It could not otherwise have been the seal of the Covenant. Sometimes it is said there were two Covenants, one national and the other spiritual, and that Circumcision had reference to the national Covenant but not to the spiritual. There is no foundation in Scripture for such a division. It may at times be convenient to speak of the national aspect of the Covenant as distinguished from its spiritual aspect, but, whatever provisional distinctions of this kind we may draw, the Covenant was one and the seal was one.

Dr. Carson speaks of “ the letter of the Covenant “and “ the spirit of the Covenant.” But it is obvious that the Covenant includes both the letter and the spirit.
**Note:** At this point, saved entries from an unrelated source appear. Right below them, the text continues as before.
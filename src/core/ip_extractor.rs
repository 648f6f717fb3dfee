//! Client IP resolution for rate limiting
//!
//! Proxy headers are only honoured when the deployment says a trusted
//! proxy sits in front of the server; otherwise they are trivially spoofable.

use log::{debug, warn};
use std::net::{IpAddr, Ipv4Addr, SocketAddr};
use warp::http::HeaderMap;

const FALLBACK_IP: IpAddr = IpAddr::V4(Ipv4Addr::LOCALHOST);

fn header_ip(headers: &HeaderMap, name: &str) -> Option<IpAddr> {
    let raw = headers.get(name)?.to_str().ok()?;
    // X-Forwarded-For can contain multiple IPs: "client, proxy1, proxy2"
    let candidate = raw.split(',').next()?.trim();
    match candidate.parse::<IpAddr>() {
        Ok(ip) => Some(ip),
        Err(_) => {
            warn!("Invalid IP format in {} header: {}", name, candidate);
            None
        }
    }
}

/// Resolve the address a request should be accounted to
pub fn client_ip(headers: &HeaderMap, remote: Option<SocketAddr>, trust_proxy: bool) -> IpAddr {
    if trust_proxy {
        if let Some(ip) = header_ip(headers, "x-forwarded-for") {
            debug!("Extracted IP from X-Forwarded-For: {}", ip);
            return ip;
        }
        if let Some(ip) = header_ip(headers, "x-real-ip") {
            debug!("Extracted IP from X-Real-IP: {}", ip);
            return ip;
        }
    }

    match remote {
        Some(addr) => addr.ip(),
        None => {
            debug!("No peer address available, falling back to localhost");
            FALLBACK_IP
        }
    }
}
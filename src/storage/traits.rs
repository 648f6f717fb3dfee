//! Abstract storage interfaces for pluggable backends
//!
//! Users and messages form the persistence gateway. Rate-limit counters,
//! presence and revoked tokens are the process-wide tables that must be
//! shared once the server runs as more than one instance.

use async_trait::async_trait;
use chrono::{DateTime, Utc};
use serde::{Deserialize, Serialize};

use crate::core::rate_limiter::{RateDecision, RateLimitEntry};
use crate::error::Result;

/// Stored user record, including the password hash
#[derive(Debug, Clone)]
pub struct StoredUser {
    pub id: String,
    pub name: String,
    pub email: String,
    pub password_hash: String,
    pub profile_picture: Option<String>,
    pub status: Option<String>,
    pub bio: Option<String>,
    pub is_online: bool,
    pub created_at: DateTime<Utc>,
    pub updated_at: DateTime<Utc>,
}

/// Public projection of a user; never carries the password hash
#[derive(Debug, Clone, PartialEq, Serialize, Deserialize)]
#[serde(rename_all = "camelCase")]
pub struct UserProfile {
    pub id: String,
    pub name: String,
    pub email: String,
    pub profile_picture: Option<String>,
    pub status: Option<String>,
    pub bio: Option<String>,
    pub is_online: bool,
    pub created_at: DateTime<Utc>,
    pub updated_at: DateTime<Utc>,
}

impl From<&StoredUser> for UserProfile {
    fn from(user: &StoredUser) -> Self {
        Self {
            id: user.id.clone(),
            name: user.name.clone(),
            email: user.email.clone(),
            profile_picture: user.profile_picture.clone(),
            status: user.status.clone(),
            bio: user.bio.clone(),
            is_online: user.is_online,
            created_at: user.created_at,
            updated_at: user.updated_at,
        }
    }
}

/// Fields required to create a user
#[derive(Debug, Clone)]
pub struct NewUser {
    pub name: String,
    pub email: String,
    pub password_hash: String,
}

/// Profile fields a user may change
#[derive(Debug, Clone, Default)]
pub struct ProfileUpdate {
    pub status: Option<String>,
    pub bio: Option<String>,
    pub profile_picture: Option<String>,
}

/// Stored chat message
#[derive(Debug, Clone, PartialEq, Serialize, Deserialize)]
#[serde(rename_all = "camelCase")]
pub struct StoredMessage {
    pub id: String,
    pub user_id: String,
    pub message: String,
    pub created_at: DateTime<Utc>,
    pub updated_at: DateTime<Utc>,
}

/// User data storage interface
#[async_trait]
pub trait UserStorage: Send + Sync {
    /// Create a new user; fails with `Conflict` when the email is taken
    async fn create_user(&self, user: NewUser) -> Result<StoredUser>;

    async fn get_user(&self, user_id: &str) -> Result<Option<StoredUser>>;

    /// Lookup by normalized (trimmed, lowercased) email
    async fn get_user_by_email(&self, email: &str) -> Result<Option<StoredUser>>;

    /// Returns false when the user does not exist
    async fn set_online(&self, user_id: &str, online: bool) -> Result<bool>;

    /// Apply a profile update and return the new record
    async fn update_profile(
        &self,
        user_id: &str,
        update: ProfileUpdate,
    ) -> Result<Option<StoredUser>>;

    /// Returns false when the user does not exist
    async fn delete_user(&self, user_id: &str) -> Result<bool>;
}

/// Message storage interface
#[async_trait]
pub trait MessageStorage: Send + Sync {
    async fn create_message(&self, user_id: &str, text: &str) -> Result<StoredMessage>;

    async fn get_message(&self, message_id: &str) -> Result<Option<StoredMessage>>;

    /// Overwrite the text of a message (last write wins)
    async fn update_message(&self, message_id: &str, text: &str)
        -> Result<Option<StoredMessage>>;

    /// Returns false when nothing was deleted
    async fn delete_message(&self, message_id: &str) -> Result<bool>;

    /// Messages owned by `user_id`, newest first
    async fn list_user_messages(
        &self,
        user_id: &str,
        skip: usize,
        limit: usize,
    ) -> Result<Vec<StoredMessage>>;

    async fn count_user_messages(&self, user_id: &str) -> Result<usize>;
}

/// One rate-limit transition, applied atomically by the store
pub type RateLimitStep<'a> =
    &'a (dyn Fn(Option<RateLimitEntry>) -> (Option<RateLimitEntry>, RateDecision) + Send + Sync);

/// Predicate deciding which rate-limit entries survive a purge
pub type RateLimitKeep<'a> = &'a (dyn for<'e> Fn(&'e RateLimitEntry) -> bool + Send + Sync);

/// Key-value table of rate-limit entries
#[async_trait]
pub trait RateLimitStore: Send + Sync {
    /// Read the entry for `key`, run `step` on it and write the result back
    /// without letting another request interleave.
    async fn apply(&self, key: &str, step: RateLimitStep<'_>) -> Result<RateDecision>;

    async fn get(&self, key: &str) -> Result<Option<RateLimitEntry>>;

    /// Keep only the entries for which `keep` is true; returns how many were removed
    async fn retain(&self, keep: RateLimitKeep<'_>) -> Result<usize>;
}

/// Registry of which connection currently represents each online user
#[async_trait]
pub trait PresenceStore: Send + Sync {
    /// Record `connection_id` as the user's current connection.
    /// Returns the connection it replaced, if any.
    async fn set_connection(&self, user_id: &str, connection_id: &str) -> Result<Option<String>>;

    /// Clear the user's entry only if `connection_id` is still the current one
    async fn clear_connection(&self, user_id: &str, connection_id: &str) -> Result<bool>;

    async fn connection_for(&self, user_id: &str) -> Result<Option<String>>;

    async fn online_users(&self) -> Result<Vec<String>>;
}

/// Record of a token that was invalidated before it expired
#[derive(Debug, Clone, Serialize, Deserialize)]
pub struct RevokedToken {
    /// Keyed fingerprint of the token, never the token itself
    pub fingerprint: String,
    pub user_id: String,
    pub revoked_at: DateTime<Utc>,
    /// When the original token expires (for cleanup)
    pub expires_at: DateTime<Utc>,
}

/// Token revocation storage trait
#[async_trait]
pub trait TokenRevocationStore: Send + Sync {
    async fn revoke(&self, token: RevokedToken) -> Result<()>;

    async fn is_revoked(&self, fingerprint: &str) -> Result<bool>;

    /// Remove revocations whose tokens have expired anyway
    async fn cleanup_expired(&self, now: DateTime<Utc>) -> Result<usize>;
}
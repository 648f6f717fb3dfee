//! Persistence gateway and shared state tables

pub mod memory;
pub mod traits;

use std::future::Future;
use std::sync::Arc;
use std::time::Duration;

use crate::error::{ChatError, Result};
use memory::{
    MemoryMessageStorage, MemoryPresenceStore, MemoryRateLimitStore, MemoryTokenRevocationStore,
    MemoryUserStorage,
};
pub use traits::{
    MessageStorage, NewUser, PresenceStore, ProfileUpdate, RateLimitStore, RevokedToken,
    StoredMessage, StoredUser, TokenRevocationStore, UserProfile, UserStorage,
};

/// Every backend the server needs, selected together from one URL
#[derive(Clone)]
pub struct Storage {
    pub users: Arc<dyn UserStorage>,
    pub messages: Arc<dyn MessageStorage>,
    pub rate_limits: Arc<dyn RateLimitStore>,
    pub presence: Arc<dyn PresenceStore>,
    pub revocations: Arc<dyn TokenRevocationStore>,
}

impl Storage {
    pub fn memory() -> Self {
        Self {
            users: Arc::new(MemoryUserStorage::new()),
            messages: Arc::new(MemoryMessageStorage::new()),
            rate_limits: Arc::new(MemoryRateLimitStore::new()),
            presence: Arc::new(MemoryPresenceStore::new()),
            revocations: Arc::new(MemoryTokenRevocationStore::new()),
        }
    }

    /// Build the backend named by the URL scheme
    pub fn from_url(database_url: &str) -> Result<Self> {
        let parsed = url::Url::parse(database_url)
            .map_err(|e| ChatError::Config(format!("Invalid storage URL: {}", e)))?;

        match parsed.scheme() {
            "memory" => {
                log::info!("Using in-memory storage; data is lost on restart");
                Ok(Self::memory())
            }
            other => Err(ChatError::Config(format!(
                "Unsupported storage backend '{}'",
                other
            ))),
        }
    }
}

/// Run a persistence call with a deadline; a timeout surfaces as a storage error
pub async fn with_deadline<T, F>(limit: Duration, call: F) -> Result<T>
where
    F: Future<Output = Result<T>>,
{
    match tokio::time::timeout(limit, call).await {
        Ok(result) => result,
        Err(_) => Err(ChatError::Storage(format!(
            "Storage call timed out after {}ms",
            limit.as_millis()
        ))),
    }
}

#[cfg(test)]
mod tests {
    use super::*;

    #[test]
    fn test_from_url_selects_backend() {
        assert!(Storage::from_url("memory://").is_ok());
        assert!(Storage::from_url("postgres://localhost/chat").is_err());
        assert!(Storage::from_url("not a url").is_err());
    }

    #[tokio::test]
    async fn test_with_deadline_times_out() {
        let slow = async {
            tokio::time::sleep(Duration::from_millis(200)).await;
            Ok::<_, ChatError>(1)
        };
        let err = with_deadline(Duration::from_millis(10), slow).await.unwrap_err();
        assert!(matches!(err, ChatError::Storage(_)));

        let fast = async { Ok::<_, ChatError>(2) };
        assert_eq!(with_deadline(Duration::from_secs(1), fast).await.unwrap(), 2);
    }
}
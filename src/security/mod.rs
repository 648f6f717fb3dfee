//! Input sanitization and validation

pub mod validation;
pub mod xss;

pub use validation::{
    normalize_email, validate_login, validate_message_body, validate_message_text,
    validate_pagination, validate_profile_update, validate_register, LoginInput, Pagination,
    RegisterInput,
};
pub use xss::{
    contains_xss_patterns, is_safe_reference, sanitize_json_value, sanitize_text, strip_unsafe_keys,
};
use std::error::Error;
use std::fmt;
use std::time::Duration;

use warp::http::StatusCode;

/// Message sent to clients for every 5xx, whatever the real cause was.
pub const GENERIC_SERVER_ERROR: &str = "Server error";

#[derive(Debug, Clone, PartialEq, Eq)]
pub enum ChatError {
    // Client-correctable input errors
    Validation(String),

    // Auth errors
    Unauthorized(String),
    Forbidden(String),

    // Lookup errors
    NotFound(String),
    Conflict(String),

    // Abuse protection
    RateLimited { retry_after: Duration },

    // Server-side failures, never shown verbatim to clients
    Storage(String),
    Config(String),
    Internal(String),
}

impl ChatError {
    pub fn validation(msg: impl Into<String>) -> Self {
        Self::Validation(msg.into())
    }

    pub fn unauthorized(msg: impl Into<String>) -> Self {
        Self::Unauthorized(msg.into())
    }

    pub fn forbidden(msg: impl Into<String>) -> Self {
        Self::Forbidden(msg.into())
    }

    pub fn not_found(msg: impl Into<String>) -> Self {
        Self::NotFound(msg.into())
    }

    pub fn status_code(&self) -> StatusCode {
        match self {
            Self::Validation(_) => StatusCode::BAD_REQUEST,
            Self::Unauthorized(_) => StatusCode::UNAUTHORIZED,
            Self::Forbidden(_) => StatusCode::FORBIDDEN,
            Self::NotFound(_) => StatusCode::NOT_FOUND,
            Self::Conflict(_) => StatusCode::CONFLICT,
            Self::RateLimited { .. } => StatusCode::TOO_MANY_REQUESTS,
            Self::Storage(_) | Self::Config(_) | Self::Internal(_) => {
                StatusCode::INTERNAL_SERVER_ERROR
            }
        }
    }

    /// Text that is safe to put in a response body.
    pub fn client_message(&self) -> String {
        match self {
            Self::Validation(msg)
            | Self::Unauthorized(msg)
            | Self::Forbidden(msg)
            | Self::NotFound(msg)
            | Self::Conflict(msg) => msg.clone(),
            Self::RateLimited { retry_after } => format!(
                "Too many requests. Please try again after {} seconds",
                retry_after_secs(*retry_after)
            ),
            Self::Storage(_) | Self::Config(_) | Self::Internal(_) => {
                GENERIC_SERVER_ERROR.to_string()
            }
        }
    }

    pub fn is_internal(&self) -> bool {
        self.status_code().is_server_error()
    }
}

/// Whole seconds, rounded up, so a client never retries too early.
pub fn retry_after_secs(retry_after: Duration) -> u64 {
    let secs = retry_after.as_secs();
    if retry_after.subsec_nanos() > 0 {
        secs + 1
    } else {
        secs
    }
}

impl fmt::Display for ChatError {
    fn fmt(&self, f: &mut fmt::Formatter<'_>) -> fmt::Result {
        match self {
            Self::Validation(msg) => write!(f, "Validation error: {}", msg),
            Self::Unauthorized(msg) => write!(f, "Unauthorized: {}", msg),
            Self::Forbidden(msg) => write!(f, "Forbidden: {}", msg),
            Self::NotFound(msg) => write!(f, "Not found: {}", msg),
            Self::Conflict(msg) => write!(f, "Conflict: {}", msg),
            Self::RateLimited { retry_after } => {
                write!(f, "Rate limited for {}s", retry_after_secs(*retry_after))
            }
            Self::Storage(msg) => write!(f, "Storage error: {}", msg),
            Self::Config(msg) => write!(f, "Configuration error: {}", msg),
            Self::Internal(msg) => write!(f, "Internal error: {}", msg),
        }
    }
}

impl Error for ChatError {}

impl warp::reject::Reject for ChatError {}

impl From<serde_json::Error> for ChatError {
    fn from(err: serde_json::Error) -> Self {
        ChatError::Internal(format!("JSON serialization failed: {}", err))
    }
}

impl From<tokio::task::JoinError> for ChatError {
    fn from(err: tokio::task::JoinError) -> Self {
        ChatError::Internal(format!("Background task failed: {}", err))
    }
}

// Generic result type for rusty-chat
pub type Result<T> = std::result::Result<T, ChatError>;
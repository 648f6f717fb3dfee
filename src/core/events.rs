//! Socket frame types
//!
//! Every frame is a JSON text message of the form `{"event": .., "data": ..}`.

use serde::{Deserialize, Serialize};

use crate::error::{ChatError, Result};

/// Events a client may send
#[derive(Debug, Clone, PartialEq, Eq, Serialize, Deserialize)]
#[serde(tag = "event", content = "data")]
pub enum ClientEvent {
    #[serde(rename = "chat message")]
    ChatMessage(String),
    /// Target user id
    #[serde(rename = "start private chat")]
    StartPrivateChat(String),
    #[serde(rename = "private chat message")]
    PrivateChatMessage {
        #[serde(rename = "roomId")]
        room_id: String,
        message: String,
    },
}

impl ClientEvent {
    pub fn parse(frame: &str) -> Result<Self> {
        serde_json::from_str(frame).map_err(|e| {
            log::debug!("Unparseable client frame: {}", e);
            ChatError::validation("Unrecognized event")
        })
    }
}

/// Events the server emits
#[derive(Debug, Clone, PartialEq, Eq, Serialize, Deserialize)]
#[serde(tag = "event", content = "data")]
pub enum ServerEvent {
    #[serde(rename = "user connected")]
    UserConnected(String),
    #[serde(rename = "user disconnected")]
    UserDisconnected(String),
    #[serde(rename = "chat message")]
    ChatMessage {
        #[serde(rename = "userId")]
        user_id: String,
        message: String,
    },
    /// Room id the receiver has been joined to
    #[serde(rename = "join private chat")]
    JoinPrivateChat(String),
    #[serde(rename = "private chat message")]
    PrivateChatMessage {
        #[serde(rename = "roomId")]
        room_id: String,
        #[serde(rename = "userId")]
        user_id: String,
        message: String,
    },
    #[serde(rename = "error")]
    Error { message: String },
}

impl ServerEvent {
    pub fn error(message: impl Into<String>) -> Self {
        ServerEvent::Error {
            message: message.into(),
        }
    }

    pub fn to_frame(&self) -> Result<String> {
        Ok(serde_json::to_string(self)?)
    }
}

#[cfg(test)]
mod tests {
    use super::*;
    use serde_json::json;

    #[test]
    fn test_parse_client_events() {
        assert_eq!(
            ClientEvent::parse(r#"{"event":"chat message","data":"hi"}"#).unwrap(),
            ClientEvent::ChatMessage("hi".to_string())
        );
        assert_eq!(
            ClientEvent::parse(r#"{"event":"private chat message","data":{"roomId":"a-b","message":"yo"}}"#)
                .unwrap(),
            ClientEvent::PrivateChatMessage {
                room_id: "a-b".to_string(),
                message: "yo".to_string()
            }
        );
    }

    #[test]
    fn test_unknown_event_is_rejected() {
        for frame in [
            r#"{"event":"shutdown","data":null}"#,
            r#"{"event":"chat message","data":42}"#,
            "not json",
        ] {
            let err = ClientEvent::parse(frame).unwrap_err();
            assert_eq!(err.client_message(), "Unrecognized event");
        }
    }

    #[test]
    fn test_server_event_wire_shape() {
        let frame = ServerEvent::PrivateChatMessage {
            room_id: "a-b".to_string(),
            user_id: "a".to_string(),
            message: "hi".to_string(),
        }
        .to_frame()
        .unwrap();
        let value: serde_json::Value = serde_json::from_str(&frame).unwrap();
        assert_eq!(
            value,
            json!({"event": "private chat message", "data": {"roomId": "a-b", "userId": "a", "message": "hi"}})
        );

        let value = serde_json::to_value(ServerEvent::error("nope")).unwrap();
        assert_eq!(value, json!({"event": "error", "data": {"message": "nope"}}));
    }
}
These and similar devices have been resorted to by those who wish to eliminate all spiritual significance from the rite of Circumcision.

All such attempts have failed and must fail.

Circumcision was not a mark of carnal descent, inasmuch as it was administered to proselytes, and they were not descended from Abraham. Neither was it a sign of the national aspect of the Covenant to the exclusion of the spiritual aspect, because it was administered for hundreds of years before the giving of the law on Mount Sinai, when the Israelitish people attained to the status of nation hood. The Covenant, as we have seen, was essentially spiritual, and, as a matter of fact, Circumcision had primary reference to the spiritual aspect of it. No one could be circumcised with exclusive reference to the national aspect of the Covenant. In the act of submitting to Circumcision he took God to be his God, and pledged himself to be one of God’s people that is to say, lie made a profession of faith and obedience. And a similar profession was made by the parent on behalf of every child to whom the ordinance was administered. Circumcision had a spiritual import. Like Baptism, it was a symbol of purification. It signified the removal of defilement. In Colossians 2:11, the Apostle describes the Circumcision of the Spirit, of which ordinary Circumcision was a symbol, as “ the putting oil of the body of the flesh.” In Romans 3:11, we read, “ Arid he received the sign of Circumcision, a seal of the righteousness of the faith which he had while he was in uncircumcision.” In Deuteronomy 10:16, Deuteronomy 30:6, and Jeremiah 4:4, we read of the Circumcision of the heart, by which the people were inwardly renewed, and enabled to live in the fear of God and keep His commandments.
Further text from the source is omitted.